┌────────
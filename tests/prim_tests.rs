//! End-to-end tests for Prim's algorithm
//!
//! Tests cover:
//! - Known trees on hand-built graphs, for every scheme
//! - Edge cases (single vertex, disconnected graphs, custom start vertices)
//! - Graphs loaded from the edge-list text format
//! - Agreement between schemes on generated graphs

use fibonacci_prim::graph::{Cost, Edge, Graph, GraphError, VertexId};
use fibonacci_prim::prim::{minimum_spanning_tree, PrimDriver, PrimError, Scheme};
use fibonacci_prim::Adjacency;
use rand::SeedableRng;
use rand_chacha::ChaCha8Rng;
use std::fs;

// ============================================================================
// Known graphs
// ============================================================================

#[test]
fn test_square_with_diagonal() {
    let graph = Graph::from_edges(4, [(0, 1, 1), (1, 2, 2), (2, 3, 3), (3, 0, 4), (0, 2, 10)])
        .unwrap();

    for scheme in Scheme::ALL {
        let tree = minimum_spanning_tree(&graph, scheme).unwrap();
        assert_eq!(tree.total_cost, 6, "{scheme}");
        assert_eq!(tree.edges, vec![(0, 1), (1, 2), (2, 3)], "{scheme}");
    }
}

#[test]
fn test_textbook_graph() {
    // Nine-vertex example graph; its MST costs 37.
    let graph = Graph::from_edges(
        9,
        [
            (0, 1, 4),
            (0, 7, 8),
            (1, 2, 8),
            (1, 7, 11),
            (2, 3, 7),
            (2, 8, 2),
            (2, 5, 4),
            (3, 4, 9),
            (3, 5, 14),
            (4, 5, 10),
            (5, 6, 2),
            (6, 7, 1),
            (6, 8, 6),
            (7, 8, 7),
        ],
    )
    .unwrap();

    for scheme in Scheme::ALL {
        for start in 0..9 {
            let tree = PrimDriver::new(&graph).start(start).run(scheme).unwrap();
            assert_eq!(tree.total_cost, 37, "{scheme} from {start}");
            assert_eq!(tree.edges.len(), 8);
            assert_eq!(tree.edges[0].0, start);
        }
    }
}

#[test]
fn test_star_graph() {
    let graph = Graph::from_edges(6, (1..6usize).map(|v| (0, v, v as Cost))).unwrap();

    for scheme in Scheme::ALL {
        let tree = PrimDriver::new(&graph).start(4).run(scheme).unwrap();
        assert_eq!(tree.total_cost, 15, "{scheme}");
        assert_eq!(tree.edges, vec![(4, 0), (0, 1), (0, 2), (0, 3), (0, 5)], "{scheme}");
    }
}

// ============================================================================
// Edge cases
// ============================================================================

#[test]
fn test_single_vertex_is_trivial() {
    let graph = Graph::new(1);
    for scheme in Scheme::ALL {
        let tree = minimum_spanning_tree(&graph, scheme).unwrap();
        assert_eq!(tree.total_cost, 0);
        assert!(tree.edges.is_empty());
    }
}

#[test]
fn test_disconnected_graph_exhausts_frontier() {
    // Triangle plus an isolated pair.
    let graph = Graph::from_edges(5, [(0, 1, 1), (1, 2, 1), (0, 2, 1), (3, 4, 1)]).unwrap();

    for scheme in Scheme::ALL {
        assert_eq!(
            minimum_spanning_tree(&graph, scheme),
            Err(PrimError::HeapExhausted {
                settled: 3,
                vertices: 5
            }),
            "{scheme}"
        );
        assert_eq!(
            PrimDriver::new(&graph).start(4).run(scheme),
            Err(PrimError::HeapExhausted {
                settled: 2,
                vertices: 5
            }),
            "{scheme}"
        );
    }
}

#[test]
fn test_isolated_vertex() {
    let graph = Graph::from_edges(3, [(0, 1, 3)]).unwrap();
    let err = minimum_spanning_tree(&graph, Scheme::LazyInsert).unwrap_err();
    assert!(err.to_string().contains("not connected"));
}

#[test]
fn test_start_out_of_range() {
    let graph = Graph::from_edges(2, [(0, 1, 3)]).unwrap();
    for scheme in Scheme::ALL {
        assert_eq!(
            PrimDriver::new(&graph).start(2).run(scheme),
            Err(PrimError::StartOutOfRange {
                start: 2,
                vertices: 2
            })
        );
    }
}

#[test]
fn test_equal_costs() {
    let graph = Graph::from_edges(
        4,
        [(0, 1, 5), (0, 2, 5), (0, 3, 5), (1, 2, 5), (2, 3, 5), (1, 3, 5)],
    )
    .unwrap();

    for scheme in Scheme::ALL {
        let tree = minimum_spanning_tree(&graph, scheme).unwrap();
        assert_eq!(tree.total_cost, 15);
        assert_eq!(tree.edges.len(), 3);
    }
}

// ============================================================================
// Custom adjacency providers
// ============================================================================

/// Complete graph where the cost of `{u, v}` is `|u - v|`
struct Ladder {
    adjacency: Vec<Vec<Edge>>,
}

impl Ladder {
    fn new(n: usize) -> Self {
        let adjacency = (0..n)
            .map(|u| {
                (0..n)
                    .filter(|&v| v != u)
                    .map(|v| Edge {
                        source: u,
                        dest: v,
                        cost: u.abs_diff(v) as Cost,
                    })
                    .collect()
            })
            .collect();
        Ladder { adjacency }
    }
}

impl Adjacency for Ladder {
    fn num_vertices(&self) -> usize {
        self.adjacency.len()
    }

    fn neighbors(&self, vertex: VertexId) -> &[Edge] {
        &self.adjacency[vertex]
    }
}

#[test]
fn test_custom_adjacency() {
    let ladder = Ladder::new(30);
    for scheme in Scheme::ALL {
        let tree = minimum_spanning_tree(&ladder, scheme).unwrap();
        assert_eq!(tree.total_cost, 29, "{scheme}");
    }
}

// ============================================================================
// Graph files
// ============================================================================

const SAMPLE: &str = "\
5 7
0 1 2
0 3 6
1 2 3
1 3 8
1 4 5
2 4 7
3 4 9
";

#[test]
fn test_parsed_graph() {
    let graph = Graph::parse(SAMPLE).unwrap();
    assert_eq!(graph.num_vertices(), 5);
    assert_eq!(graph.num_edges(), 7);

    for scheme in Scheme::ALL {
        let tree = minimum_spanning_tree(&graph, scheme).unwrap();
        assert_eq!(tree.total_cost, 16, "{scheme}");
        assert_eq!(tree.edges, vec![(0, 1), (1, 2), (1, 4), (0, 3)], "{scheme}");
    }
}

#[test]
fn test_graph_from_file() {
    let path = std::env::temp_dir().join(format!("fibonacci-prim-{}.txt", std::process::id()));
    fs::write(&path, SAMPLE).unwrap();
    let graph = Graph::from_file(&path);
    fs::remove_file(&path).unwrap();

    let tree = minimum_spanning_tree(&graph.unwrap(), Scheme::DecreaseKey).unwrap();
    assert_eq!(tree.total_cost, 16);
}

#[test]
fn test_missing_file() {
    let path = std::env::temp_dir().join("fibonacci-prim-does-not-exist.txt");
    assert!(matches!(Graph::from_file(&path), Err(GraphError::Io(_))));
}

#[test]
fn test_truncated_file() {
    let truncated = &SAMPLE[..SAMPLE.len() - 6];
    assert!(matches!(Graph::parse(truncated), Err(GraphError::Parse { .. })));
}

// ============================================================================
// Generated graphs
// ============================================================================

#[test]
fn test_random_graphs_schemes_agree() {
    let mut rng = ChaCha8Rng::seed_from_u64(99);

    for (vertices, density) in [(10, 50.0), (100, 10.0), (250, 5.0), (60, 100.0)] {
        let graph = Graph::random_connected(vertices, density, &mut rng).unwrap();
        let costs: Vec<_> = Scheme::ALL
            .iter()
            .map(|&scheme| minimum_spanning_tree(&graph, scheme).unwrap().total_cost)
            .collect();
        assert!(
            costs.windows(2).all(|pair| pair[0] == pair[1]),
            "{vertices} vertices at {density}%: {costs:?}"
        );
    }
}

#[test]
fn test_seeded_graphs_are_reproducible() {
    let a = Graph::random_connected(80, 20.0, &mut ChaCha8Rng::seed_from_u64(5)).unwrap();
    let b = Graph::random_connected(80, 20.0, &mut ChaCha8Rng::seed_from_u64(5)).unwrap();

    for v in 0..80 {
        assert_eq!(a.neighbors(v), b.neighbors(v));
    }
    assert_eq!(
        minimum_spanning_tree(&a, Scheme::LazyInsert),
        minimum_spanning_tree(&b, Scheme::LazyInsert)
    );
}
└────────
> **WORK TO COMPLETE**: Provide only the count of lines in the material above that hold the word "neighbors".

> **SOLVED PROBLEM**: 2